## The task
Wherever a line in the records contains the word "data", return that line.

=== Given records ===

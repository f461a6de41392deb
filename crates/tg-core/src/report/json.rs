//! JSON report generation

use super::{AggregateReport, ArtifactReport};
use crate::{CoreError, CoreResult};

pub fn generate(report: &ArtifactReport) -> CoreResult<String> {
    serde_json::to_string_pretty(report)
        .map_err(|e| CoreError::Report(format!("JSON serialization failed: {}", e)))
}

pub fn generate_aggregate(report: &AggregateReport) -> CoreResult<String> {
    serde_json::to_string_pretty(report)
        .map_err(|e| CoreError::Report(format!("JSON serialization failed: {}", e)))
}
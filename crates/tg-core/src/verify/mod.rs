//! Static verification engine
//!
//! Runs the check registry against one artifact's current content and
//! returns an ordered list of tri-state results with line-citing evidence.

pub mod checks;
pub mod content;

pub use checks::CheckId;
pub use content::ArtifactContent;

use crate::artifact::LoadOutcome;
use crate::extract::ClaimSet;
use crate::{BackendPolicy, CheckStatus};
use serde::{Deserialize, Serialize};

/// Output of running one check against one artifact
#[derive(Debug, Clone, PartialEq, Serialize, Deserialize)]
pub struct VerificationResult {
    pub check: CheckId,
    pub status: CheckStatus,
    /// Human-readable justification citing concrete content
    pub evidence: String,
    /// Occurrence count, when the check counts matches
    #[serde(skip_serializing_if = "Option::is_none")]
    pub count: Option<usize>,
}

impl VerificationResult {
    pub fn verified(check: CheckId, evidence: String) -> Self {
        debug_assert!(!evidence.is_empty(), "verified result requires evidence");
        Self {
            check,
            status: CheckStatus::Verified,
            evidence,
            count: None,
        }
    }

    pub fn failed(check: CheckId, evidence: String) -> Self {
        debug_assert!(!evidence.is_empty(), "failed result requires evidence");
        Self {
            check,
            status: CheckStatus::Failed,
            evidence,
            count: None,
        }
    }

    pub fn unverifiable(check: CheckId, evidence: String) -> Self {
        Self {
            check,
            status: CheckStatus::Unverifiable,
            evidence,
            count: None,
        }
    }

    pub fn with_count(mut self, count: usize) -> Self {
        self.count = Some(count);
        self
    }
}

/// Runs the full check registry against one artifact
pub struct Verifier {
    policy: BackendPolicy,
}

impl Verifier {
    pub fn new(policy: BackendPolicy) -> Self {
        Self { policy }
    }

    /// Verify one artifact. The result list order is deterministic:
    /// universal checks in registry order, then claim-bound checks sorted
    /// by subject.
    pub fn verify(
        &self,
        artifact: &str,
        outcome: &LoadOutcome,
        claims: &ClaimSet,
    ) -> Vec<VerificationResult> {
        let data = match outcome {
            LoadOutcome::Loaded(data) => data,
            LoadOutcome::Missing => {
                return vec![VerificationResult::failed(
                    CheckId::ArtifactPresent,
                    format!("artifact not found: {}", artifact),
                )];
            }
            LoadOutcome::TimedOut => {
                return vec![VerificationResult::failed(
                    CheckId::ArtifactPresent,
                    format!("artifact not found: {} (load timed out)", artifact),
                )];
            }
            LoadOutcome::Unreadable(reason) => {
                return vec![VerificationResult::failed(
                    CheckId::ArtifactPresent,
                    format!("artifact not found: {} ({})", artifact, reason),
                )];
            }
        };

        let registry = checks::registry_for(claims);

        let content = match ArtifactContent::from_bytes(data) {
            Ok(content) => content,
            // Malformed content is "no independent confirmation", never a
            // contradiction.
            Err(reason) => {
                return registry
                    .into_iter()
                    .map(|check| VerificationResult::unverifiable(check, reason.clone()))
                    .collect();
            }
        };

        registry
            .iter()
            .map(|check| checks::run(check, &content, &self.policy))
            .collect()
    }
}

===

## Response area
        let data = match outcome {
            LoadOutcome::Loaded(data) => data,
        let content = match ArtifactContent::from_bytes(data) {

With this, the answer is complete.